The identity of a high profile man charged with the rape of a woman will remain protected, despite a Magistrate finding a non-publication order preventing media outlets from naming him should be revoked.

Media outlets, including NCA NewsWire, had sought the removal of the non-publication order allowing his identity to be published following laws in Queensland concerning the naming of people charged with rape or sexual assault offences being changed.

Police charged the man with two counts of rape in January.

The charges stem from an alleged incident in Toowoomba in October 2021.

Earlier this month, Queensland parliament changed a key piece of legislation which had previously prevented the identification of those charged with rape or sexual assault offences prior to their committal.

But the man’s lawyers successfully applied to the Supreme Court for a non-publication order preventing their client from being named days before the change kicked in.

Lawyers for the man on Friday sought the order to be continued during a hearing at Toowoomba Magistrates Court.

While the order was refused following a decision by Magistrate Clare Kelly, the man’s barrister, Andrew Hoare, successfully sought a temporary stay of the order in the court to lodge further proceedings in a higher court.

The man’s legal team has until 4pm next Tuesday to lodge the appeal.

A further application asking the court to seal parts of an affidavit filed for the high profile man was refused.

Throughout the hearing, Mr Hoare had argued there was a “real existing risk of harm” to his client if his identity were to be published.

He said the man suffered from “severe” suicidal ideation that had manifested over years.

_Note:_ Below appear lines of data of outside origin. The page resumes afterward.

//! Server configuration from CLI flags and environment variables.

use allocator::types::{DEFAULT_MAX_ENTRY_AMOUNT, DEFAULT_SAVINGS_FRACTION};
use allocator::{AllocationConfig, ConfigError};
use clap::Parser;
use std::net::SocketAddr;
use std::path::PathBuf;
use std::time::Duration;

/// Lottery life-simulation game server
#[derive(Parser, Debug, Clone)]
#[command(name = "lotto-server")]
#[command(about = "HTTP backend for the lottery winnings life-simulation game")]
pub struct Args {
    /// Address to listen on
    #[arg(long, env = "LISTEN", default_value = "0.0.0.0:6957")]
    pub listen: SocketAddr,

    /// SQLite file holding the leaderboard table
    #[arg(long, env = "DATABASE_PATH", default_value = "game.db")]
    pub database_path: PathBuf,

    /// Directory containing `<category>.json` catalog files
    #[arg(long, env = "CATALOG_DIR", default_value = "static/json")]
    pub catalog_dir: PathBuf,

    /// Idle lifetime of a browser session, in days
    #[arg(long, env = "SESSION_TTL_DAYS", default_value = "14")]
    pub session_ttl_days: u64,

    /// Webhook receiving outbound email notifications (disabled when unset)
    #[arg(long, env = "NOTIFY_WEBHOOK_URL")]
    pub notify_webhook_url: Option<String>,

    /// Timeout for the outbound notification call, in milliseconds
    #[arg(long, env = "NOTIFY_TIMEOUT_MS", default_value = "5000")]
    pub notify_timeout_ms: u64,

    /// Largest jackpot accepted before tax computation
    #[arg(long, env = "MAX_ENTRY_AMOUNT", default_value_t = DEFAULT_MAX_ENTRY_AMOUNT)]
    pub max_entry_amount: f64,

    /// Share of net proceeds placed in savings
    #[arg(long, env = "SAVINGS_FRACTION", default_value_t = DEFAULT_SAVINGS_FRACTION)]
    pub savings_fraction: f64,

    /// Log level (trace, debug, info, warn, error), used when RUST_LOG is unset
    #[arg(long, env = "LOG_LEVEL", default_value = "info")]
    pub log_level: String,
}

impl Args {
    pub fn session_ttl(&self) -> Duration {
        Duration::from_secs(self.session_ttl_days * 24 * 60 * 60)
    }

    pub fn notify_timeout(&self) -> Duration {
        Duration::from_millis(self.notify_timeout_ms)
    }

    /// Builds the calculator constants once at startup.
    pub fn allocation_config(&self) -> Result<AllocationConfig, ConfigError> {
        AllocationConfig {
            savings_fraction: self.savings_fraction,
            max_entry_amount: self.max_entry_amount,
            ..Default::default()
        }
        .validate()
    }
}
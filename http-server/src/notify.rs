use serde::Serialize;
use std::time::Duration;

use crate::models::SessionState;

// Outbound email message, delivered through a webhook
#[derive(Debug, Clone, PartialEq, Serialize)]
pub struct Notification {
    pub to: String,
    pub subject: String,
    pub body: String,
}

impl Notification {
    /// Human-readable summary of the figures computed for a session.
    pub fn winnings_summary(to: &str, session: &SessionState) -> Self {
        let name = session.player_name.as_deref().unwrap_or("Player");
        let jurisdiction = session.state.as_deref().unwrap_or("Unknown");
        let payout = session.payout_type.unwrap_or_default().as_str();

        let mut body = format!(
            "Hi {name},\n\n\
             Here is how your jackpot breaks down ({jurisdiction}, {payout} payout):\n\n\
             Starting amount: {}\n\
             Taxes withheld:  {}\n\
             Net winnings:    {}\n\
             Wallet:          {}\n\
             Savings:         {}\n",
            dollars(session.starting_amount.unwrap_or(0.0)),
            dollars(session.tax_paid.unwrap_or(0.0)),
            dollars(session.net.unwrap_or(0.0)),
            dollars(session.wallet.unwrap_or(0.0)),
            dollars(session.savings.unwrap_or(0.0)),
        );
        if let Some(goal) = session.goal.as_deref().filter(|g| !g.is_empty()) {
            body.push_str(&format!("\nYour goal: {goal}\n"));
        }

        Self {
            to: to.to_string(),
            subject: format!("{name}, your lottery winnings summary"),
            body,
        }
    }
}

// Best-effort notification sender
//
// Never retries and never fails the caller: the outcome is only a delivered flag.
#[derive(Clone)]
pub struct Notifier {
    webhook: Option<Webhook>,
}

#[derive(Clone)]
struct Webhook {
    client: reqwest::Client,
    url: String,
}

impl Notifier {
    pub fn new(webhook_url: Option<String>, timeout: Duration) -> Result<Self, reqwest::Error> {
        let webhook = match webhook_url {
            Some(url) => Some(Webhook {
                client: reqwest::Client::builder().timeout(timeout).build()?,
                url,
            }),
            None => None,
        };
        Ok(Self { webhook })
    }

    /// Notifier with no webhook; every send is logged and reported as not delivered.
    pub fn disabled() -> Self {
        Self { webhook: None }
    }

    pub fn is_enabled(&self) -> bool {
        self.webhook.is_some()
    }

    pub async fn send(&self, notification: &Notification) -> bool {
        let Some(webhook) = &self.webhook else {
            tracing::info!(
                "Notifications disabled, not sending '{}' to {}",
                notification.subject,
                notification.to
            );
            return false;
        };

        match webhook.client.post(&webhook.url).json(notification).send().await {
            Ok(response) if response.status().is_success() => {
                tracing::info!("Sent notification to {}", notification.to);
                true
            }
            Ok(response) => {
                tracing::warn!(
                    "Notification webhook rejected message for {}: {}",
                    notification.to,
                    response.status()
                );
                false
            }
            Err(e) => {
                tracing::warn!("Failed to send notification to {}: {}", notification.to, e);
                false
            }
        }
    }
}

/// `1234567.5` -> `$1,234,567.50`
pub fn dollars(amount: f64) -> String {
    let cents = (amount.abs() * 100.0).round() as u64;
    let whole = (cents / 100).to_string();

    let mut grouped = String::with_capacity(whole.len() + whole.len() / 3);
    for (i, c) in whole.chars().enumerate() {
        if i > 0 && (whole.len() - i) % 3 == 0 {
            grouped.push(',');
        }
        grouped.push(c);
    }

    let sign = if amount < 0.0 { "-" } else { "" };
    format!("{sign}${grouped}.{:02}", cents % 100)
}
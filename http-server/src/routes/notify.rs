use axum::{
    Json,
    body::Bytes,
    extract::State,
    http::StatusCode,
    response::{IntoResponse, Response},
};
use serde::Deserialize;
use serde_json::json;

use crate::{AppState, middleware::Session, notify::Notification};

// Notification request; the address falls back to the one given at entry
#[derive(Debug, Default, Deserialize)]
pub struct NotifyRequest {
    pub email: Option<String>,
}

// Sends the winnings summary by email, best effort
pub async fn send_summary(
    State(state): State<AppState>,
    mut session: Session,
    body: Bytes,
) -> Response {
    let request: NotifyRequest = serde_json::from_slice(&body).unwrap_or_default();
    let requested = request
        .email
        .map(|e| e.trim().to_string())
        .filter(|e| !e.is_empty());

    let Some(to) = requested
        .clone()
        .or_else(|| session.state.email.clone())
    else {
        return (
            StatusCode::BAD_REQUEST,
            Json(json!({ "ok": false, "message": "No email address available" })),
        )
            .into_response();
    };

    let notification = Notification::winnings_summary(&to, &session.state);
    let sent = state.notifier.send(&notification).await;

    if requested.is_some() {
        session.state.email = requested;
    }
    let cookie = session.persist_existing(&state.sessions);

    (cookie, Json(json!({ "ok": sent }))).into_response()
}
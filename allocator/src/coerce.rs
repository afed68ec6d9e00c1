//! Lenient numeric coercion for simulation input.
//!
//! Malformed numbers never fail a request: they fall back to zero (or a caller-supplied default).

use serde_json::Value;

/// Parses a user-typed amount such as `"1,500,000"` or `"$2,000.50"`.
///
/// Non-numeric, non-finite and negative input all yield 0.
pub fn parse_amount(raw: &str) -> f64 {
    let cleaned: String = raw
        .chars()
        .filter(|c| !matches!(c, ',' | '$' | '_') && !c.is_whitespace())
        .collect();

    match cleaned.parse::<f64>() {
        Ok(value) if value.is_finite() => value.max(0.0),
        _ => 0.0,
    }
}

/// Reads a JSON number or numeric string, returning `default` for anything else.
pub fn coerce_f64(value: Option<&Value>, default: f64) -> f64 {
    let parsed = match value {
        Some(Value::Number(n)) => n.as_f64(),
        Some(Value::String(s)) => s.trim().parse::<f64>().ok(),
        Some(Value::Bool(b)) => Some(if *b { 1.0 } else { 0.0 }),
        _ => None,
    };

    match parsed {
        Some(v) if v.is_finite() => v,
        _ => default,
    }
}

/// Integer variant of [`coerce_f64`]; fractional values are truncated.
pub fn coerce_i64(value: Option<&Value>, default: i64) -> i64 {
    match value {
        Some(Value::Number(n)) => n
            .as_i64()
            .or_else(|| n.as_f64().filter(|v| v.is_finite()).map(|v| v.trunc() as i64))
            .unwrap_or(default),
        Some(Value::String(s)) => {
            let s = s.trim();
            s.parse::<i64>()
                .ok()
                .or_else(|| {
                    s.parse::<f64>()
                        .ok()
                        .filter(|v| v.is_finite())
                        .map(|v| v.trunc() as i64)
                })
                .unwrap_or(default)
        }
        _ => default,
    }
}

#[cfg(test)]
mod tests {
    use super::*;
    use serde_json::json;

    #[test]
    fn test_parse_amount_strips_separators() {
        assert_eq!(parse_amount("1,500,000"), 1_500_000.0);
        assert_eq!(parse_amount(" $2,000.50 "), 2_000.5);
        assert_eq!(parse_amount("42"), 42.0);
    }

    #[test]
    fn test_parse_amount_malformed_is_zero() {
        assert_eq!(parse_amount("lots"), 0.0);
        assert_eq!(parse_amount(""), 0.0);
        assert_eq!(parse_amount("12abc"), 0.0);
        assert_eq!(parse_amount("inf"), 0.0);
        assert_eq!(parse_amount("NaN"), 0.0);
    }

    #[test]
    fn test_parse_amount_negative_is_zero() {
        assert_eq!(parse_amount("-500"), 0.0);
    }

    #[test]
    fn test_coerce_f64() {
        let data = json!({"a": 12.5, "b": "7", "c": "seven", "d": null, "e": [1]});
        assert_eq!(coerce_f64(data.get("a"), 0.0), 12.5);
        assert_eq!(coerce_f64(data.get("b"), 0.0), 7.0);
        assert_eq!(coerce_f64(data.get("c"), 3.0), 3.0);
        assert_eq!(coerce_f64(data.get("d"), 50.0), 50.0);
        assert_eq!(coerce_f64(data.get("e"), 0.0), 0.0);
        assert_eq!(coerce_f64(data.get("missing"), 9.0), 9.0);
    }

    #[test]
    fn test_coerce_i64() {
        let data = json!({"a": 4, "b": 4.9, "c": "12", "d": "3.7", "e": "x"});
        assert_eq!(coerce_i64(data.get("a"), 1), 4);
        assert_eq!(coerce_i64(data.get("b"), 1), 4);
        assert_eq!(coerce_i64(data.get("c"), 1), 12);
        assert_eq!(coerce_i64(data.get("d"), 1), 3);
        assert_eq!(coerce_i64(data.get("e"), 1), 1);
        assert_eq!(coerce_i64(None, 1), 1);
    }
}
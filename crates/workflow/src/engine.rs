//! Workflow execution engine.

use std::sync::Arc;
use std::time::{Duration, Instant};

use async_trait::async_trait;
use metrics::counter;
use sessionflow_core::SessionState;
use sessionflow_events::{EventBus, SessionEvent};
use tracing::{debug, info, warn};

use crate::error::{EngineError, Result};
use crate::graph::{ExecutionPlan, GraphDefinition, PlannedNode};
use crate::step::StepRegistry;

/// The boundary the coordinator drives.
///
/// Implementations take the merged session state and return the final
/// state, or a tagged error. They hold no locks and persist nothing.
#[async_trait]
pub trait WorkflowEngine: Send + Sync {
    async fn execute(&self, state: SessionState) -> Result<SessionState>;
}

/// How a single step ended.
#[derive(Debug, Clone, Copy, PartialEq, Eq)]
pub enum StepOutcome {
    Succeeded,
    Failed,
}

impl StepOutcome {
    #[must_use]
    pub const fn as_str(self) -> &'static str {
        match self {
            Self::Succeeded => "succeeded",
            Self::Failed => "failed",
        }
    }
}

/// Receives every step outcome, e.g. to feed a failure-rate window.
#[async_trait]
pub trait StepObserver: Send + Sync {
    async fn step_finished(&self, node: &str, outcome: StepOutcome);
}

/// Configuration for the graph engine.
#[derive(Debug, Clone)]
pub struct EngineConfig {
    /// Time budget per step unless the node overrides it.
    pub step_timeout: Duration,
    /// Extra attempts after a retryable failure.
    pub max_retries: u32,
    /// Base delay between attempts; doubles each retry.
    pub retry_backoff: Duration,
}

impl Default for EngineConfig {
    fn default() -> Self {
        Self {
            step_timeout: Duration::from_secs(300),
            max_retries: 0,
            retry_backoff: Duration::from_secs(1),
        }
    }
}

impl EngineConfig {
    #[must_use]
    pub const fn with_step_timeout(mut self, timeout: Duration) -> Self {
        self.step_timeout = timeout;
        self
    }

    #[must_use]
    pub const fn with_max_retries(mut self, retries: u32) -> Self {
        self.max_retries = retries;
        self
    }

    #[must_use]
    pub const fn with_retry_backoff(mut self, backoff: Duration) -> Self {
        self.retry_backoff = backoff;
        self
    }
}

/// Engine that walks an [`ExecutionPlan`] built from a graph definition.
///
/// Each step's update is merged into the running state before the next
/// step starts. A step that fails (by error, timeout, or by setting
/// `error` in its update) stops the run.
pub struct GraphEngine {
    plan: ExecutionPlan,
    config: EngineConfig,
    events: Option<EventBus>,
    observers: Vec<Arc<dyn StepObserver>>,
}

impl GraphEngine {
    /// Resolve `graph` against `registry` and build an engine for it.
    ///
    /// # Errors
    ///
    /// Returns an error if the graph is malformed or names unregistered
    /// steps.
    pub fn new(
        graph: &GraphDefinition,
        registry: &StepRegistry,
        config: EngineConfig,
    ) -> Result<Self> {
        let plan = graph.plan(registry)?;
        info!(nodes = ?plan.order(), "Workflow graph resolved");
        Ok(Self {
            plan,
            config,
            events: None,
            observers: Vec::new(),
        })
    }

    /// Publish per-node START/COMPLETE/ERROR events.
    #[must_use]
    pub fn with_events(mut self, bus: EventBus) -> Self {
        self.events = Some(bus);
        self
    }

    /// Report step outcomes to `observer`.
    #[must_use]
    pub fn with_observer(mut self, observer: Arc<dyn StepObserver>) -> Self {
        self.observers.push(observer);
        self
    }

    #[must_use]
    pub const fn plan(&self) -> &ExecutionPlan {
        &self.plan
    }

    async fn run_node(&self, node: &PlannedNode, state: &SessionState) -> Result<SessionState> {
        let timeout = node.timeout.unwrap_or(self.config.step_timeout);
        let mut attempt: u32 = 0;

        loop {
            let error = match tokio::time::timeout(timeout, node.step.run(state)).await {
                Ok(Ok(update)) if update.error.is_none() => return Ok(update),
                Ok(Ok(update)) => {
                    EngineError::step_failed(&node.node, update.error.unwrap_or_default())
                }
                Ok(Err(e)) => EngineError::step_failed(&node.node, e.message()),
                Err(_) => EngineError::step_timeout(&node.node, timeout.as_secs()),
            };

            if attempt >= self.config.max_retries || !error.is_retryable() {
                return Err(error);
            }

            let backoff = self
                .config
                .retry_backoff
                .saturating_mul(2u32.saturating_pow(attempt));
            warn!(
                node = %node.node,
                attempt = attempt + 1,
                backoff_ms = u64::try_from(backoff.as_millis()).unwrap_or(u64::MAX),
                error = %error,
                "Step failed, retrying"
            );
            tokio::time::sleep(backoff).await;
            attempt += 1;
        }
    }

    async fn report(&self, node: &str, outcome: StepOutcome) {
        counter!(
            "sessionflow_step_runs_total",
            "step" => node.to_string(),
            "result" => outcome.as_str()
        )
        .increment(1);
        for observer in &self.observers {
            observer.step_finished(node, outcome).await;
        }
    }

    async fn publish(&self, event: impl FnOnce() -> Option<SessionEvent>) {
        if let (Some(bus), Some(event)) = (&self.events, event()) {
            bus.publish(&event).await;
        }
    }
}

#[async_trait]
impl WorkflowEngine for GraphEngine {
    async fn execute(&self, mut state: SessionState) -> Result<SessionState> {
        let session_id = state.session_id.clone();
        let started = Instant::now();

        for node in self.plan.nodes() {
            debug!(node = %node.node, step = node.step.name(), "Executing step");
            self.publish(|| {
                session_id
                    .clone()
                    .map(|id| SessionEvent::start(id, node.node.as_str()))
            })
            .await;

            match self.run_node(node, &state).await {
                Ok(update) => {
                    state.merge(update);
                    self.report(&node.node, StepOutcome::Succeeded).await;
                    self.publish(|| {
                        session_id
                            .clone()
                            .map(|id| SessionEvent::complete(id, node.node.as_str(), None))
                    })
                    .await;
                }
                Err(error) => {
                    warn!(node = %node.node, error = %error, "Step failed");
                    self.report(&node.node, StepOutcome::Failed).await;
                    self.publish(|| {
                        session_id
                            .clone()
                            .map(|id| SessionEvent::error(id, node.node.as_str(), error.message()))
                    })
                    .await;
                    return Err(error);
                }
            }
        }

        info!(
            steps = self.plan.nodes().len(),
            duration_ms = u64::try_from(started.elapsed().as_millis()).unwrap_or(u64::MAX),
            "Workflow completed"
        );
        Ok(state)
    }
}
//! Session run coordination.
//!
//! A run loads any persisted state, takes the session lock, validates,
//! hands the merged state to the engine, broadcasts the outcome and
//! persists it. Busy sessions are rejected without touching anything.

use std::sync::Arc;

use metrics::counter;
use sessionflow_core::{ResultExt, SessionId, SessionState};
use sessionflow_events::{ALL_NODES, EventBus, SessionEvent};
use sessionflow_store::{LockManager, PersistenceMode, StateStore};
use sessionflow_workflow::WorkflowEngine;
use tracing::{debug, error, info, warn};

use crate::config::CoordinatorConfig;
use crate::error::{CoordinatorError, MISSING_TOPIC};

/// Result of a coordinated run.
pub type RunResult = std::result::Result<SessionState, CoordinatorError>;

/// Runs sessions through the engine under a per-session lock.
#[derive(Clone)]
pub struct WorkflowCoordinator {
    locks: LockManager,
    states: StateStore,
    events: EventBus,
    engine: Arc<dyn WorkflowEngine>,
    config: CoordinatorConfig,
}

impl WorkflowCoordinator {
    /// Create a coordinator from injected components.
    pub fn new(
        locks: LockManager,
        states: StateStore,
        events: EventBus,
        engine: Arc<dyn WorkflowEngine>,
        config: CoordinatorConfig,
    ) -> Self {
        Self {
            locks,
            states,
            events,
            engine,
            config,
        }
    }

    #[must_use]
    pub const fn config(&self) -> &CoordinatorConfig {
        &self.config
    }

    /// Run a session using the configured persistence mode.
    ///
    /// # Errors
    ///
    /// See [`Self::run`].
    pub async fn run_default(
        &self,
        initial: SessionState,
        session_id: Option<SessionId>,
    ) -> RunResult {
        self.run(initial, session_id, self.config.mode).await
    }

    /// Run a session to completion.
    ///
    /// Without a `session_id` a fresh one is generated and nothing is
    /// loaded. The returned state always carries `_session_id`.
    ///
    /// # Errors
    ///
    /// - `Busy` if the lock could not be taken within the configured wait;
    ///   nothing was persisted or published.
    /// - `Validation` if the merged state has no topic.
    /// - `Engine` if the engine failed; the failure is persisted.
    pub async fn run(
        &self,
        initial: SessionState,
        session_id: Option<SessionId>,
        mode: PersistenceMode,
    ) -> RunResult {
        let (session_id, state) = match session_id {
            Some(id) => {
                let existing = self
                    .states
                    .load(mode, &id)
                    .await
                    .into_option_logged("load session state")
                    .flatten()
                    .unwrap_or_default();
                (id, existing)
            }
            None => (SessionId::generate(), SessionState::new()),
        };

        let mut state = state.merged(initial);
        state.session_id = Some(session_id.clone());

        let Some(token) = self
            .locks
            .acquire(&session_id, self.config.lock_ttl, self.config.lock_wait)
            .await
        else {
            info!(session_id = %session_id, "Session busy");
            counter!("sessionflow_session_runs_total", "outcome" => "busy").increment(1);
            return Err(CoordinatorError::busy(session_id));
        };

        let result = self.run_locked(&session_id, state, mode).await;

        if self.locks.release(&session_id, &token).await {
            debug!(session_id = %session_id, token = %token, "Session lock released");
        } else {
            warn!(
                session_id = %session_id,
                "Session lock was not released; it expired or changed hands during the run"
            );
        }

        let outcome = match &result {
            Ok(_) => "completed",
            Err(e) => e.as_str(),
        };
        counter!("sessionflow_session_runs_total", "outcome" => outcome).increment(1);
        result
    }

    async fn run_locked(
        &self,
        session_id: &SessionId,
        mut state: SessionState,
        mode: PersistenceMode,
    ) -> RunResult {
        if state.topic().is_none() {
            let err = CoordinatorError::validation(session_id.clone(), MISSING_TOPIC);
            self.fail(session_id, state, &err, mode).await;
            return Err(err);
        }

        // A retried session starts clean; the previous failure is not carried forward.
        if let Some(previous) = state.error.take() {
            debug!(session_id = %session_id, previous = %previous, "Clearing error from earlier run");
        }

        self.events
            .publish(&SessionEvent::start(session_id.clone(), ALL_NODES))
            .await;
        info!(session_id = %session_id, "Session run started");

        match self.engine.execute(state.clone()).await {
            Ok(mut result) => {
                if result
                    .session_id
                    .as_ref()
                    .is_some_and(|returned| returned != session_id)
                {
                    warn!(
                        session_id = %session_id,
                        returned = ?result.session_id,
                        "Engine returned a different session id; overriding"
                    );
                }
                result.session_id = Some(session_id.clone());

                self.events
                    .publish(&SessionEvent::complete(
                        session_id.clone(),
                        ALL_NODES,
                        Some(result.summary()),
                    ))
                    .await;
                self.persist(session_id, &result, mode).await;
                info!(session_id = %session_id, "Session run completed");
                Ok(result)
            }
            Err(engine_error) => {
                let err = CoordinatorError::engine(session_id.clone(), engine_error);
                self.fail(session_id, state, &err, mode).await;
                Err(err)
            }
        }
    }

    /// Broadcast the failure and persist `state` tagged with it.
    async fn fail(
        &self,
        session_id: &SessionId,
        mut state: SessionState,
        err: &CoordinatorError,
        mode: PersistenceMode,
    ) {
        let message = err.to_string();
        error!(session_id = %session_id, kind = err.as_str(), error = %message, "Session run failed");

        self.events
            .publish(&SessionEvent::error(session_id.clone(), ALL_NODES, &*message))
            .await;
        state.error = Some(message);
        self.persist(session_id, &state, mode).await;
    }

    async fn persist(&self, session_id: &SessionId, state: &SessionState, mode: PersistenceMode) {
        if let Err(e) = self.states.save(mode, session_id, state).await {
            error!(session_id = %session_id, error = %e, "Failed to persist session state");
        }
    }

    /// Read persisted state without running anything.
    ///
    /// # Errors
    ///
    /// Returns an error if the store fails or the record is malformed.
    pub async fn get_existing(
        &self,
        session_id: &SessionId,
        mode: PersistenceMode,
    ) -> sessionflow_core::Result<Option<SessionState>> {
        self.states.load(mode, session_id).await
    }

    /// Forget a session's persisted state.
    ///
    /// # Errors
    ///
    /// Returns an error if the store fails.
    pub async fn reset(
        &self,
        session_id: &SessionId,
        mode: PersistenceMode,
    ) -> sessionflow_core::Result<()> {
        self.states.remove(mode, session_id).await?;
        debug!(session_id = %session_id, "Session state reset");
        Ok(())
    }
}
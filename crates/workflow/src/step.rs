//! Step trait and the typed step registry.

use async_trait::async_trait;
use sessionflow_core::SessionState;
use std::collections::HashMap;
use std::future::Future;
use std::sync::Arc;

use crate::error::StepError;

/// Result of running one step: the fields it changed, or a failure.
pub type StepResult = std::result::Result<SessionState, StepError>;

/// One unit of pipeline work.
///
/// A step reads the accumulated session state and returns an update. The
/// engine merges the update on top of the state before the next step runs,
/// so a step only needs to fill the fields it produces.
#[async_trait]
pub trait Step: Send + Sync {
    /// Run the step.
    async fn run(&self, state: &SessionState) -> StepResult;

    /// Get the step name (for logging/debugging).
    fn name(&self) -> &str;
}

/// Registry of steps, keyed by the name graph nodes refer to.
#[derive(Default, Clone)]
pub struct StepRegistry {
    steps: HashMap<String, Arc<dyn Step>>,
}

impl StepRegistry {
    /// Create a new empty registry.
    #[must_use]
    pub fn new() -> Self {
        Self::default()
    }

    /// Register a step under an explicit name.
    pub fn register(&mut self, name: impl Into<String>, step: Arc<dyn Step>) {
        self.steps.insert(name.into(), step);
    }

    /// Register a step under its own name, builder style.
    #[must_use]
    pub fn with(mut self, step: Arc<dyn Step>) -> Self {
        self.register(step.name().to_string(), step);
        self
    }

    /// Get a step by name.
    #[must_use]
    pub fn get(&self, name: &str) -> Option<Arc<dyn Step>> {
        self.steps.get(name).cloned()
    }

    /// Check if a step exists for the given name.
    #[must_use]
    pub fn has(&self, name: &str) -> bool {
        self.steps.contains_key(name)
    }

    /// Get all registered step names, sorted.
    #[must_use]
    pub fn names(&self) -> Vec<&str> {
        let mut names: Vec<&str> = self.steps.keys().map(String::as_str).collect();
        names.sort_unstable();
        names
    }

    #[must_use]
    pub fn len(&self) -> usize {
        self.steps.len()
    }

    #[must_use]
    pub fn is_empty(&self) -> bool {
        self.steps.is_empty()
    }
}

/// A step that changes nothing. Useful as a placeholder node.
pub struct NoOpStep {
    name: String,
}

impl NoOpStep {
    pub fn new(name: impl Into<String>) -> Self {
        Self { name: name.into() }
    }
}

#[async_trait]
impl Step for NoOpStep {
    async fn run(&self, _state: &SessionState) -> StepResult {
        Ok(SessionState::default())
    }

    fn name(&self) -> &str {
        &self.name
    }
}

/// A step that always fails (for testing).
pub struct FailingStep {
    name: String,
    error_message: String,
}

impl FailingStep {
    pub fn new(name: impl Into<String>, error_message: impl Into<String>) -> Self {
        Self {
            name: name.into(),
            error_message: error_message.into(),
        }
    }
}

#[async_trait]
impl Step for FailingStep {
    async fn run(&self, _state: &SessionState) -> StepResult {
        Err(StepError::new(&*self.error_message))
    }

    fn name(&self) -> &str {
        &self.name
    }
}

/// A step that runs a synchronous closure.
pub struct FnStep<F>
where
    F: Fn(&SessionState) -> StepResult + Send + Sync,
{
    name: String,
    func: F,
}

impl<F> FnStep<F>
where
    F: Fn(&SessionState) -> StepResult + Send + Sync,
{
    pub fn new(name: impl Into<String>, func: F) -> Self {
        Self {
            name: name.into(),
            func,
        }
    }
}

#[async_trait]
impl<F> Step for FnStep<F>
where
    F: Fn(&SessionState) -> StepResult + Send + Sync,
{
    async fn run(&self, state: &SessionState) -> StepResult {
        (self.func)(state)
    }

    fn name(&self) -> &str {
        &self.name
    }
}

/// A step that delegates to an async function taking an owned snapshot.
pub struct AsyncFnStep<F, Fut>
where
    F: Fn(SessionState) -> Fut + Send + Sync,
    Fut: Future<Output = StepResult> + Send,
{
    name: String,
    func: F,
}

impl<F, Fut> AsyncFnStep<F, Fut>
where
    F: Fn(SessionState) -> Fut + Send + Sync,
    Fut: Future<Output = StepResult> + Send,
{
    pub fn new(name: impl Into<String>, func: F) -> Self {
        Self {
            name: name.into(),
            func,
        }
    }
}

#[async_trait]
impl<F, Fut> Step for AsyncFnStep<F, Fut>
where
    F: Fn(SessionState) -> Fut + Send + Sync,
    Fut: Future<Output = StepResult> + Send,
{
    async fn run(&self, state: &SessionState) -> StepResult {
        (self.func)(state.clone()).await
    }

    fn name(&self) -> &str {
        &self.name
    }
}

Mr Hoare said his client could be in grave danger of attempting self-harm, which he submitted necessitated the order continuing.

Robert Anderson KC, representing the media outlets, had told the court the high profile man had not given evidence before the court, instead relying on his solicitors and his psychologist.

He noted the man was prepared to go public with certain statements but was “unprepared” to face the court and give evidence himself.

Mr Anderson said the defendant had “no automatic right to protection” under the recent amendments to the legislation.

“The complainant’s voice is important to be heard,” he said.

“She wants the defendant to be named. It is not neutral, it is an active voice.”

Mr Anderson referred to several public statements given by the high-profile man.

“There is an incredulity between the applicant’s public presentation and what is said by … (his) doctor,” he said.

“It was irreconcilable.

“The applicant has not said anything to Your Honour directly. He has chosen to stay silent.”

Mr Anderson submitted the defendant was ready to speak his own truth but was still asking this court to prevent the public from knowing who he is and prevent open justice.

He also said the man was attempting to deny the complainant’s Voice.

“He has voluntarily placed himself in a very public forum, in a way that will inevitably expose and require him to explain … all of his circumstances,” Mr Anderson said.

“His lawyers have told him to stay quiet, he has refused that advice.

“He wants to be heard – everywhere except here.”

In her ruling Magistrate Kelly noted the man was not linked with a mental health professional and was not taking medication.

“That is a decision made by the defendant,” she said.

The court was told alternative arrangements like judge-alone trials could be made should the defendant be committed to stand trial, thereby combating any issues with juries.